Regulation of epithelial Na+ channels from M-1 cortical collecting duct cells

The M-1 cell line is derived from the mouse cortical collecting duct and displays the low-conductance, highly Na+-selective channel activity of the alpha,beta,gamma-heterotrimeric epithelial Na+ channel (ENaC). The short-circuit current (I-sc) across M-1 monolayers was 89 +/- 4 mu A/cm(2), and the transepithelial conductance was 2.1 +/- 0.2 mS/cm(2). I-sc was abolished by blocking the Na+ pump with ouabain. Both I-sc and transepithelial conductance (g(T)) were inhibited by benzamil > amiloride much greater than dimethylamiloride. Under our experimental conditions, vasopressin, forskolin, and dibutyryl adenosine 3',5'-cyclic monophosphate (cAMP) had no detectable effects on I-sc or g(T). Increasing apical Na+ entry with nystatin increased I-sc. The possible regulation of the M-1 Na+ channel by cAMP-activated protein kinase A (PKA) was further examined with excised inside-out patches.

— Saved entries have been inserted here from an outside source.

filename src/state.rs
use std::sync::Arc;

use diesel::{
    pg::PgConnection,
    r2d2::{ConnectionManager, PooledConnection},
};

use crate::{
    auth::jwt::JwtService,
    config::AppConfig,
    db::PgPool,
    error::{AppError, AppResult},
};

type PgPooledConnection = PooledConnection<ConnectionManager<PgConnection>>;

#[derive(Clone)]
pub struct AppState {
    pub pool: PgPool,
    pub config: Arc<AppConfig>,
    pub jwt: JwtService,
}

impl AppState {
    pub fn new(pool: PgPool, config: AppConfig, jwt: JwtService) -> Self {
        Self {
            pool,
            config: Arc::new(config),
            jwt,
        }
    }

    pub fn db(&self) -> AppResult<PgPooledConnection> {
        self.pool
            .get()
            .map_err(|err| AppError::internal(format!("database pool error: {err}")))
    }
}
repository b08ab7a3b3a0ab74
pub mod json;
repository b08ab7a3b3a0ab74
//! Tenant-scoped business operations. Every function takes an explicit
//! connection and tenant so handlers, the maintenance CLI and tests share
//! one code path.

use chrono::NaiveDate;
use serde::Serialize;
use serde_json::Value;
use thiserror::Error;
use uuid::Uuid;

pub mod availability;
pub mod reassignment;
pub mod recurring;
pub mod reminders;
pub mod salary;
pub mod vacation;

#[derive(Debug, Error)]
pub enum ServiceError {
    #[error("{0} not found")]
    NotFound(&'static str),
    #[error("{message}")]
    Validation {
        message: String,
        details: Option<Value>,
    },
    #[error("database error: {0}")]
    Database(#[from] diesel::result::Error),
}

impl ServiceError {
    pub fn validation(message: impl Into<String>) -> Self {
        ServiceError::Validation {
            message: message.into(),
            details: None,
        }
    }

    pub fn validation_with(message: impl Into<String>, details: Value) -> Self {
        ServiceError::Validation {
            message: message.into(),
            details: Some(details),
        }
    }

    pub fn is_unique_violation(&self) -> bool {
        matches!(
            self,
            ServiceError::Database(diesel::result::Error::DatabaseError(
                diesel::result::DatabaseErrorKind::UniqueViolation,
                _,
            ))
        )
    }
}

pub type ServiceResult<T> = Result<T, ServiceError>;

#[derive(Debug, Clone, Copy, PartialEq, Eq, Serialize)]
#[serde(rename_all = "lowercase")]
pub enum ItemStatus {
    Created,
    Skipped,
    Error,
}

/// Outcome of one template or employee inside a scheduler run.
#[derive(Debug, Clone, Serialize)]
#[serde(rename_all = "camelCase")]
pub struct BatchItem {
    pub id: Uuid,
    pub tenant_id: Uuid,
    pub status: ItemStatus,
    #[serde(skip_serializing_if = "Option::is_none")]
    pub expense_id: Option<Uuid>,
    #[serde(skip_serializing_if = "Option::is_none")]
    pub message: Option<String>,
}

#[derive(Debug, Clone, Serialize)]
#[serde(rename_all = "camelCase")]
pub struct BatchReport {
    pub as_of: NaiveDate,
    pub processed: usize,
    pub created: usize,
    pub skipped: usize,
    pub errors: usize,
    pub results: Vec<BatchItem>,
}

impl BatchReport {
    pub fn new(as_of: NaiveDate) -> Self {
        Self {
            as_of,
            processed: 0,
            created: 0,
            skipped: 0,
            errors: 0,
            results: Vec::new(),
        }
    }

    pub fn record(&mut self, item: BatchItem) {
        self.processed += 1;
        match item.status {
            ItemStatus::Created => self.created += 1,
            ItemStatus::Skipped => self.skipped += 1,
            ItemStatus::Error => self.errors += 1,
        }
        self.results.push(item);
    }

    pub fn created_expense_ids(&self) -> Vec<Uuid> {
        self.results
            .iter()
            .filter_map(|item| item.expense_id)
            .collect()
    }
}

/// What happened to a single unit of work; folded into a [`BatchItem`].
#[derive(Debug)]
pub(crate) enum UnitOutcome {
    Created(Uuid),
    Skipped(&'static str),
}

pub(crate) fn batch_item(
    id: Uuid,
    tenant_id: Uuid,
    outcome: ServiceResult<UnitOutcome>,
) -> BatchItem {
    match outcome {
        Ok(UnitOutcome::Created(expense_id)) => BatchItem {
            id,
            tenant_id,
            status: ItemStatus::Created,
            expense_id: Some(expense_id),
            message: None,
        },
        Ok(UnitOutcome::Skipped(reason)) => BatchItem {
            id,
            tenant_id,
            status: ItemStatus::Skipped,
            expense_id: None,
            message: Some(reason.to_string()),
        },
        Err(err) if err.is_unique_violation() => BatchItem {
            id,
            tenant_id,
            status: ItemStatus::Skipped,
            expense_id: None,
            message: Some("already generated".to_string()),
        },
        Err(err) => BatchItem {
            id,
            tenant_id,
            status: ItemStatus::Error,
            expense_id: None,
            message: Some(err.to_string()),
        },
    }
}
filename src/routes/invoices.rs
use axum::{
    extract::{Path, State},
    http::StatusCode,
    Json,
};
use chrono::{NaiveDate, Utc};
use serde::{Deserialize, Serialize};
use uuid::Uuid;

use super::to_iso;
use crate::auth::AuthenticatedUser;
use crate::error::AppResult;
use crate::models::InvoiceReminder;
use crate::state::AppState;
use crate::utils::json::{JsonBody, JsonBodyOrDefault};
use crate::workflows::reminders::{self, OverdueInvoice, ReminderDraft, ReminderMethod, ReminderStats};

#[derive(Deserialize)]
#[serde(rename_all = "camelCase", deny_unknown_fields)]
pub struct CreateReminderRequest {
    pub invoice_id: Uuid,
    pub level: i32,
    pub method: ReminderMethod,
    pub message: Option<String>,
}

#[derive(Deserialize, Default)]
#[serde(deny_unknown_fields)]
pub struct MarkFailedRequest {
    #[serde(default)]
    pub error: Option<String>,
}

#[derive(Serialize)]
#[serde(rename_all = "camelCase")]
pub struct ReminderResponse {
    pub id: Uuid,
    pub invoice_id: Uuid,
    pub level: i32,
    pub method: String,
    pub status: String,
    pub reminder_date: String,
    pub message: Option<String>,
    pub sent_at: Option<String>,
    pub error_message: Option<String>,
}

impl From<InvoiceReminder> for ReminderResponse {
    fn from(reminder: InvoiceReminder) -> Self {
        Self {
            id: reminder.id,
            invoice_id: reminder.invoice_id,
            level: reminder.level,
            method: reminder.method,
            status: reminder.status,
            reminder_date: to_iso(reminder.reminder_date),
            message: reminder.message,
            sent_at: reminder.sent_at.map(to_iso),
            error_message: reminder.error_message,
        }
    }
}

#[derive(Serialize)]
#[serde(rename_all = "camelCase")]
pub struct OverdueInvoiceResponse {
    pub id: Uuid,
    pub customer_id: Uuid,
    pub invoice_number: String,
    pub amount_cents: i64,
    pub due_date: NaiveDate,
    pub status: String,
    pub days_overdue: i64,
    pub highest_reminder_level: Option<i32>,
}

impl From<OverdueInvoice> for OverdueInvoiceResponse {
    fn from(entry: OverdueInvoice) -> Self {
        Self {
            id: entry.invoice.id,
            customer_id: entry.invoice.customer_id,
            invoice_number: entry.invoice.invoice_number,
            amount_cents: entry.invoice.amount_cents,
            due_date: entry.invoice.due_date,
            status: entry.invoice.status,
            days_overdue: entry.days_overdue,
            highest_reminder_level: entry.highest_reminder_level,
        }
    }
}

pub async fn list_overdue_invoices(
    State(state): State<AppState>,
    user: AuthenticatedUser,
) -> AppResult<Json<Vec<OverdueInvoiceResponse>>> {
    let mut conn = state.db()?;

    let overdue = reminders::overdue_invoices(&mut conn, user.tenant_id, Utc::now().naive_utc())?;
    Ok(Json(
        overdue
            .into_iter()
            .map(OverdueInvoiceResponse::from)
            .collect(),
    ))
}

pub async fn create_reminder(
    State(state): State<AppState>,
    user: AuthenticatedUser,
    JsonBody(payload): JsonBody<CreateReminderRequest>,
) -> AppResult<(StatusCode, Json<ReminderResponse>)> {
    let mut conn = state.db()?;

    let reminder = reminders::create_reminder(
        &mut conn,
        user.tenant_id,
        ReminderDraft {
            invoice_id: payload.invoice_id,
            level: payload.level,
            method: payload.method,
            message: payload.message,
        },
        Utc::now().naive_utc(),
    )?;
    Ok((StatusCode::CREATED, Json(reminder.into())))
}

pub async fn reminder_stats(
    State(state): State<AppState>,
    user: AuthenticatedUser,
) -> AppResult<Json<ReminderStats>> {
    let mut conn = state.db()?;

    let stats = reminders::reminder_stats(&mut conn, user.tenant_id, Utc::now().naive_utc())?;
    Ok(Json(stats))
}

pub async fn mark_reminder_sent(
    State(state): State<AppState>,
    user: AuthenticatedUser,
    Path(reminder_id): Path<Uuid>,
) -> AppResult<Json<ReminderResponse>> {
    let mut conn = state.db()?;

    let reminder = reminders::mark_reminder_sent(
        &mut conn,
        user.tenant_id,
        reminder_id,
        Utc::now().naive_utc(),
    )?;
    Ok(Json(reminder.into()))
}

pub async fn mark_reminder_failed(
    State(state): State<AppState>,
    user: AuthenticatedUser,
    Path(reminder_id): Path<Uuid>,
    JsonBodyOrDefault(payload): JsonBodyOrDefault<MarkFailedRequest>,
) -> AppResult<Json<ReminderResponse>> {
    let mut conn = state.db()?;

    let reminder = reminders::mark_reminder_failed(
        &mut conn,
        user.tenant_id,
        reminder_id,
        payload.error,
        Utc::now().naive_utc(),
    )?;
    Ok(Json(reminder.into()))
}
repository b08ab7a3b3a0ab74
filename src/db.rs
use std::time::Duration;

use anyhow::anyhow;
use diesel::pg::PgConnection;
use diesel::r2d2::{ConnectionManager, Pool};
use diesel_migrations::{embed_migrations, EmbeddedMigrations, MigrationHarness};

pub type PgPool = Pool<ConnectionManager<PgConnection>>;

pub const DEFAULT_MAX_POOL_SIZE: u32 = 4;

pub const MIGRATIONS: EmbeddedMigrations = embed_migrations!("migrations");

pub fn init_pool(database_url: &str) -> anyhow::Result<PgPool> {
    init_pool_with_size(database_url, DEFAULT_MAX_POOL_SIZE)
}

pub fn init_pool_with_size(database_url: &str, max_size: u32) -> anyhow::Result<PgPool> {
    let manager = ConnectionManager::<PgConnection>::new(database_url);
    let pool_size = max_size.max(1);
    let pool = Pool::builder()
        .max_size(pool_size)
        .connection_timeout(Duration::from_secs(10))
        .build(manager)?;
    Ok(pool)
}

pub fn run_migrations(pool: &PgPool) -> anyhow::Result<usize> {
    let mut conn = pool
        .get()
        .map_err(|err| anyhow!("failed to acquire connection for migrations: {err}"))?;
    let applied = conn
        .run_pending_migrations(MIGRATIONS)
        .map_err(|err| anyhow!("failed to run migrations: {err}"))?;
    Ok(applied.len())
}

The open-time probability (P-o) was not fixed, displaying substantial variance. Perfusion with ATP itself, with the catalytic subunit of PKA with ATP, or with alkaline phosphatase had no consistent effect on P-o, the unitary current, or the kinetics of the M-1 Na+ channel. The data are consistent with the concept that PKA stimulates ENaCs by phosphorylating a site with access to but not within the apical membrane patch during cell-attached and excised-patch studies.